Stored data entries

//! Dispatch domain records: locations, technicians and jobs.
//!
//! These are point-in-time snapshots supplied by the system of record before
//! each planning call. The engine never mutates them.

use std::collections::BTreeSet;
use std::fmt;

use serde::{Deserialize, Serialize};

/// Seconds from the start of the planning day (midnight).
pub type Seconds = i64;

/// A WGS84 coordinate in decimal degrees.
#[derive(Debug, Clone, Copy, PartialEq, Serialize, Deserialize)]
pub struct Location {
    pub lat: f64,
    pub lng: f64,
}

impl Location {
    pub const fn new(lat: f64, lng: f64) -> Self {
        Self { lat, lng }
    }

    pub fn is_valid(&self) -> bool {
        self.lat.is_finite()
            && self.lng.is_finite()
            && (-90.0..=90.0).contains(&self.lat)
            && (-180.0..=180.0).contains(&self.lng)
    }
}

impl From<(f64, f64)> for Location {
    fn from((lat, lng): (f64, f64)) -> Self {
        Self { lat, lng }
    }
}

#[derive(Debug, Clone, PartialEq, Eq, PartialOrd, Ord, Hash, Serialize, Deserialize)]
#[serde(transparent)]
pub struct TechnicianId(pub String);

impl TechnicianId {
    pub fn new(id: impl Into<String>) -> Self {
        Self(id.into())
    }

    pub fn as_str(&self) -> &str {
        &self.0
    }
}

impl fmt::Display for TechnicianId {
    fn fmt(&self, f: &mut fmt::Formatter<'_>) -> fmt::Result {
        f.write_str(&self.0)
    }
}

#[derive(Debug, Clone, PartialEq, Eq, PartialOrd, Ord, Hash, Serialize, Deserialize)]
#[serde(transparent)]
pub struct JobId(pub String);

impl JobId {
    pub fn new(id: impl Into<String>) -> Self {
        Self(id.into())
    }

    pub fn as_str(&self) -> &str {
        &self.0
    }
}

impl fmt::Display for JobId {
    fn fmt(&self, f: &mut fmt::Formatter<'_>) -> fmt::Result {
        f.write_str(&self.0)
    }
}

/// Normalize a capability tag for comparison.
pub fn normalize_tag(tag: &str) -> String {
    tag.trim().to_lowercase()
}

/// Normalized, ordered capability set.
pub fn capability_set(tags: &[String]) -> BTreeSet<String> {
    tags.iter()
        .map(|tag| normalize_tag(tag))
        .filter(|tag| !tag.is_empty())
        .collect()
}

#[derive(Debug, Clone, Copy, PartialEq, Eq, Serialize, Deserialize, Default)]
#[serde(rename_all = "snake_case")]
pub enum TechnicianStatus {
    #[default]
    Idle,
    EnRoute,
    OnJob,
    OffDuty,
}

impl TechnicianStatus {
    pub fn is_available(self) -> bool {
        !matches!(self, TechnicianStatus::OffDuty)
    }
}

/// Working-hours interval for a shift.
#[derive(Debug, Clone, Copy, PartialEq, Eq, Serialize, Deserialize)]
pub struct Shift {
    pub start: Seconds,
    pub end: Seconds,
}

impl Shift {
    pub const fn new(start: Seconds, end: Seconds) -> Self {
        Self { start, end }
    }
}

impl Default for Shift {
    /// 08:00 - 18:00
    fn default() -> Self {
        Self {
            start: 8 * 3600,
            end: 18 * 3600,
        }
    }
}

#[derive(Debug, Clone, PartialEq, Serialize, Deserialize)]
pub struct Technician {
    pub id: TechnicianId,
    #[serde(default)]
    pub name: String,
    pub start: Location,
    #[serde(default)]
    pub capabilities: Vec<String>,
    /// Maximum load per shift (number of jobs when every job has load 1).
    pub capacity: i32,
    /// Load already consumed by work outside the plan being computed.
    #[serde(default)]
    pub current_load: i32,
    #[serde(default)]
    pub shift: Shift,
    #[serde(default)]
    pub status: TechnicianStatus,
}

impl Technician {
    pub fn new(id: impl Into<String>, start: impl Into<Location>) -> Self {
        Self {
            id: TechnicianId::new(id),
            name: String::new(),
            start: start.into(),
            capabilities: Vec::new(),
            capacity: 8,
            current_load: 0,
            shift: Shift::default(),
            status: TechnicianStatus::Idle,
        }
    }

    pub fn name(mut self, name: impl Into<String>) -> Self {
        self.name = name.into();
        self
    }

    pub fn capability(mut self, tag: impl Into<String>) -> Self {
        self.capabilities.push(tag.into());
        self
    }

    pub fn capacity(mut self, capacity: i32) -> Self {
        self.capacity = capacity;
        self
    }

    pub fn current_load(mut self, load: i32) -> Self {
        self.current_load = load;
        self
    }

    pub fn shift(mut self, start: Seconds, end: Seconds) -> Self {
        self.shift = Shift::new(start, end);
        self
    }

    pub fn status(mut self, status: TechnicianStatus) -> Self {
        self.status = status;
        self
    }

    /// Capacity left for this plan.
    pub fn remaining_capacity(&self) -> i32 {
        (self.capacity - self.current_load).max(0)
    }

    pub fn has_capabilities(&self, required: &[String]) -> bool {
        let held = capability_set(&self.capabilities);
        capability_set(required).is_subset(&held)
    }
}

/// Window during which service should begin.
///
/// `None` bounds are open. Arriving after `latest` is scored as lateness
/// unless the window is hard.
#[derive(Debug, Clone, Copy, PartialEq, Eq, Serialize, Deserialize, Default)]
pub struct TimeWindow {
    #[serde(default)]
    pub earliest: Option<Seconds>,
    #[serde(default)]
    pub latest: Option<Seconds>,
    #[serde(default)]
    pub hard: bool,
}

impl TimeWindow {
    pub const fn unbounded() -> Self {
        Self {
            earliest: None,
            latest: None,
            hard: false,
        }
    }

    pub const fn between(earliest: Seconds, latest: Seconds) -> Self {
        Self {
            earliest: Some(earliest),
            latest: Some(latest),
            hard: false,
        }
    }

    pub fn is_inverted(&self) -> bool {
        matches!((self.earliest, self.latest), (Some(start), Some(end)) if start > end)
    }

    /// Width of the window; unbounded windows are the widest.
    pub fn width(&self) -> Seconds {
        match (self.earliest, self.latest) {
            (Some(start), Some(end)) => end - start,
            _ => Seconds::MAX,
        }
    }

    pub fn lateness(&self, arrival: Seconds) -> Seconds {
        match self.latest {
            Some(end) => (arrival - end).max(0),
            None => 0,
        }
    }

    pub fn slack(&self, arrival: Seconds) -> Option<Seconds> {
        self.latest.map(|end| end - arrival)
    }
}

/// Job lifecycle.
///
/// `Pending -> Assigned -> InProgress -> Completed`; pending and assigned jobs
/// may be cancelled, and re-optimization may hand an assigned job back to
/// pending.
#[derive(Debug, Clone, Copy, PartialEq, Eq, Hash, Serialize, Deserialize, Default)]
#[serde(rename_all = "snake_case")]
pub enum JobStatus {
    #[default]
    Pending,
    Assigned,
    InProgress,
    Completed,
    Cancelled,
}

impl JobStatus {
    pub fn can_transition_to(self, next: JobStatus) -> bool {
        use JobStatus::*;
        matches!(
            (self, next),
            (Pending, Assigned)
                | (Assigned, Pending)
                | (Assigned, InProgress)
                | (InProgress, Completed)
                | (Pending, Cancelled)
                | (Assigned, Cancelled)
        )
    }

    /// Only pending and assigned jobs are ever (re)planned.
    pub fn is_plannable(self) -> bool {
        matches!(self, JobStatus::Pending | JobStatus::Assigned)
    }

    pub fn is_started(self) -> bool {
        matches!(self, JobStatus::InProgress | JobStatus::Completed)
    }
}

/// Service catalogue and the capabilities each service requires.
#[derive(Debug, Clone, Copy, PartialEq, Eq, Hash, Serialize, Deserialize)]
#[serde(rename_all = "snake_case")]
pub enum ServiceType {
    AcRepair,
    FurnaceRepair,
    HeatPump,
    Maintenance,
    Emergency,
    Installation,
}

impl ServiceType {
    pub fn required_capabilities(self) -> &'static [&'static str] {
        match self {
            ServiceType::AcRepair => &["hvac", "refrigeration"],
            ServiceType::FurnaceRepair => &["hvac", "heating"],
            ServiceType::HeatPump => &["hvac", "heat_pump_certified"],
            ServiceType::Maintenance => &["hvac"],
            ServiceType::Emergency => &["hvac", "emergency_certified"],
            ServiceType::Installation => &["hvac", "install_certified"],
        }
    }
}

#[derive(Debug, Clone, PartialEq, Serialize, Deserialize)]
pub struct Job {
    pub id: JobId,
    pub location: Location,
    /// Every tag must be held by the technician. Empty means anyone qualifies.
    #[serde(default)]
    pub required_capabilities: Vec<String>,
    pub service_seconds: Seconds,
    #[serde(default)]
    pub window: TimeWindow,
    /// Higher is more costly to delay or skip.
    #[serde(default = "default_priority")]
    pub priority: f64,
    #[serde(default = "default_load")]
    pub load: i32,
    #[serde(default)]
    pub status: JobStatus,
}

fn default_priority() -> f64 {
    1.0
}

fn default_load() -> i32 {
    1
}

impl Job {
    pub fn new(id: impl Into<String>, location: impl Into<Location>) -> Self {
        Self {
            id: JobId::new(id),
            location: location.into(),
            required_capabilities: Vec::new(),
            service_seconds: 3600,
            window: TimeWindow::unbounded(),
            priority: default_priority(),
            load: default_load(),
            status: JobStatus::Pending,
        }
    }

    pub fn for_service(
        id: impl Into<String>,
        location: impl Into<Location>,
        service: ServiceType,
    ) -> Self {
        let mut job = Self::new(id, location);
        job.required_capabilities = service
            .required_capabilities()
            .iter()
            .map(|tag| tag.to_string())
            .collect();
        job
    }

    pub fn requires(mut self, tag: impl Into<String>) -> Self {
        self.required_capabilities.push(tag.into());
        self
    }

    pub fn service_minutes(mut self, minutes: i64) -> Self {
        self.service_seconds = minutes * 60;
        self
    }

    pub fn window(mut self, earliest: Seconds, latest: Seconds) -> Self {
        self.window.earliest = Some(earliest);
        self.window.latest = Some(latest);
        self
    }

    pub fn earliest(mut self, earliest: Seconds) -> Self {
        self.window.earliest = Some(earliest);
        self
    }

    pub fn hard_window(mut self) -> Self {
        self.window.hard = true;
        self
    }

    pub fn priority(mut self, priority: f64) -> Self {
        self.priority = priority;
        self
    }

    pub fn load(mut self, load: i32) -> Self {
        self.load = load;
        self
    }

    pub fn status(mut self, status: JobStatus) -> Self {
        self.status = status;
        self
    }
}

» Task item
Review the entries above and return every line where "arrival" appears.

» Task output
    pub fn lateness(&self, arrival: Seconds) -> Seconds {
            Some(end) => (arrival - end).max(0),
    pub fn slack(&self, arrival: Seconds) -> Option<Seconds> {
        self.latest.map(|end| end - arrival)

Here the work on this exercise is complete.